• [WHAT TO DO]
In full and word for word, return the listing that follows.

• [DATA PROVIDED]
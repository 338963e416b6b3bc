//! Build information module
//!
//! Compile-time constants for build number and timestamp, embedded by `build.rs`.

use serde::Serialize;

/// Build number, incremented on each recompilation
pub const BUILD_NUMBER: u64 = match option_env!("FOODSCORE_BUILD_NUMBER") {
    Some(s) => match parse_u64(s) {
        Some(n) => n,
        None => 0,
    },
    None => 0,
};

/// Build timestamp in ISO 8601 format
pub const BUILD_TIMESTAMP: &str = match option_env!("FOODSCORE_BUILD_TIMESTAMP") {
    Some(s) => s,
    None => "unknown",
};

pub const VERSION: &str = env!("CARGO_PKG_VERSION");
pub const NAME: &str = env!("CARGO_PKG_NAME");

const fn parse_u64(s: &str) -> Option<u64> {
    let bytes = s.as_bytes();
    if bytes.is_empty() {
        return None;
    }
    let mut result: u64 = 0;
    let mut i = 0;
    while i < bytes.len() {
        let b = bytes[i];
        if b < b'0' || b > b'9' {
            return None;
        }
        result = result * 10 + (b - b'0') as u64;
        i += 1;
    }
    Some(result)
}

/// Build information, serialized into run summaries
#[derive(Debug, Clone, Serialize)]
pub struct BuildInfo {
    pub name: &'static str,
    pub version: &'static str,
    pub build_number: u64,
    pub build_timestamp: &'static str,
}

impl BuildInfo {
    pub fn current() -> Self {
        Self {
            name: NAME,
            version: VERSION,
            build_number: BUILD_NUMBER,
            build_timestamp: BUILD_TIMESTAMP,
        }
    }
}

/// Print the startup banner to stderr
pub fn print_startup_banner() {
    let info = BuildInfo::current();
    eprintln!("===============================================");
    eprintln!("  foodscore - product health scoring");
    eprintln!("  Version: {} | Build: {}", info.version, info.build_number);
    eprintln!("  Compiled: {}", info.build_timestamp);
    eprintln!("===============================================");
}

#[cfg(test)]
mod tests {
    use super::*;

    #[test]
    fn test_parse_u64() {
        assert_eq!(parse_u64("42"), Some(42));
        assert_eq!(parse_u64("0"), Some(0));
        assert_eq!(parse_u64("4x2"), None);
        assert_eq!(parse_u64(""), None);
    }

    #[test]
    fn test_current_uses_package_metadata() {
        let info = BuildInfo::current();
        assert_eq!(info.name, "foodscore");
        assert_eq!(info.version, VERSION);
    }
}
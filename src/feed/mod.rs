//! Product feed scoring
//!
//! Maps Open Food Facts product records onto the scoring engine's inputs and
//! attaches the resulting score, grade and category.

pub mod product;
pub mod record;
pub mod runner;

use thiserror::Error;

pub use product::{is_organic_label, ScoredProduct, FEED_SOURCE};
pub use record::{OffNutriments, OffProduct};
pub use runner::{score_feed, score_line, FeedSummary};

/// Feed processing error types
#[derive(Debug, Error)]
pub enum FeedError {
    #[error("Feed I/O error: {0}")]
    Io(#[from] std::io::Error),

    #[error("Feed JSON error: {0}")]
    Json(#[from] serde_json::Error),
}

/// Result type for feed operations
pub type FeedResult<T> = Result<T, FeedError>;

• [RESPONSE TO THE TASK]
repository 338963e416b6b3bc
//! Build information module
//!
//! Compile-time constants for build number and timestamp, embedded by `build.rs`.

use serde::Serialize;

/// Build number, incremented on each recompilation
pub const BUILD_NUMBER: u64 = match option_env!("FOODSCORE_BUILD_NUMBER") {
    Some(s) => match parse_u64(s) {
        Some(n) => n,
        None => 0,
    },
    None => 0,
};

/// Build timestamp in ISO 8601 format
pub const BUILD_TIMESTAMP: &str = match option_env!("FOODSCORE_BUILD_TIMESTAMP") {
    Some(s) => s,
    None => "unknown",
};

pub const VERSION: &str = env!("CARGO_PKG_VERSION");
pub const NAME: &str = env!("CARGO_PKG_NAME");

const fn parse_u64(s: &str) -> Option<u64> {
    let bytes = s.as_bytes();
    if bytes.is_empty() {
        return None;
    }
    let mut result: u64 = 0;
    let mut i = 0;
    while i < bytes.len() {
        let b = bytes[i];
        if b < b'0' || b > b'9' {
            return None;
        }
        result = result * 10 + (b - b'0') as u64;
        i += 1;
    }
    Some(result)
}

/// Build information, serialized into run summaries
#[derive(Debug, Clone, Serialize)]
pub struct BuildInfo {
    pub name: &'static str,
    pub version: &'static str,
    pub build_number: u64,
    pub build_timestamp: &'static str,
}

impl BuildInfo {
    pub fn current() -> Self {
        Self {
            name: NAME,
            version: VERSION,
            build_number: BUILD_NUMBER,
            build_timestamp: BUILD_TIMESTAMP,
        }
    }
}

/// Print the startup banner to stderr
pub fn print_startup_banner() {
    let info = BuildInfo::current();
    eprintln!("===============================================");
    eprintln!("  foodscore - product health scoring");
    eprintln!("  Version: {} | Build: {}", info.version, info.build_number);
    eprintln!("  Compiled: {}", info.build_timestamp);
    eprintln!("===============================================");
}

#[cfg(test)]
mod tests {
    use super::*;

    #[test]
    fn test_parse_u64() {
        assert_eq!(parse_u64("42"), Some(42));
        assert_eq!(parse_u64("0"), Some(0));
        assert_eq!(parse_u64("4x2"), None);
        assert_eq!(parse_u64(""), None);
    }

    #[test]
    fn test_current_uses_package_metadata() {
        let info = BuildInfo::current();
        assert_eq!(info.name, "foodscore");
        assert_eq!(info.version, VERSION);
    }
}
filename src/feed/mod.rs
//! Product feed scoring
//!
//! Maps Open Food Facts product records onto the scoring engine's inputs and
//! attaches the resulting score, grade and category.

pub mod product;
pub mod record;
pub mod runner;

use thiserror::Error;

pub use product::{is_organic_label, ScoredProduct, FEED_SOURCE};
pub use record::{OffNutriments, OffProduct};
pub use runner::{score_feed, score_line, FeedSummary};

/// Feed processing error types
#[derive(Debug, Error)]
pub enum FeedError {
    #[error("Feed I/O error: {0}")]
    Io(#[from] std::io::Error),

    #[error("Feed JSON error: {0}")]
    Json(#[from] serde_json::Error),
}

/// Result type for feed operations
pub type FeedResult<T> = Result<T, FeedError>;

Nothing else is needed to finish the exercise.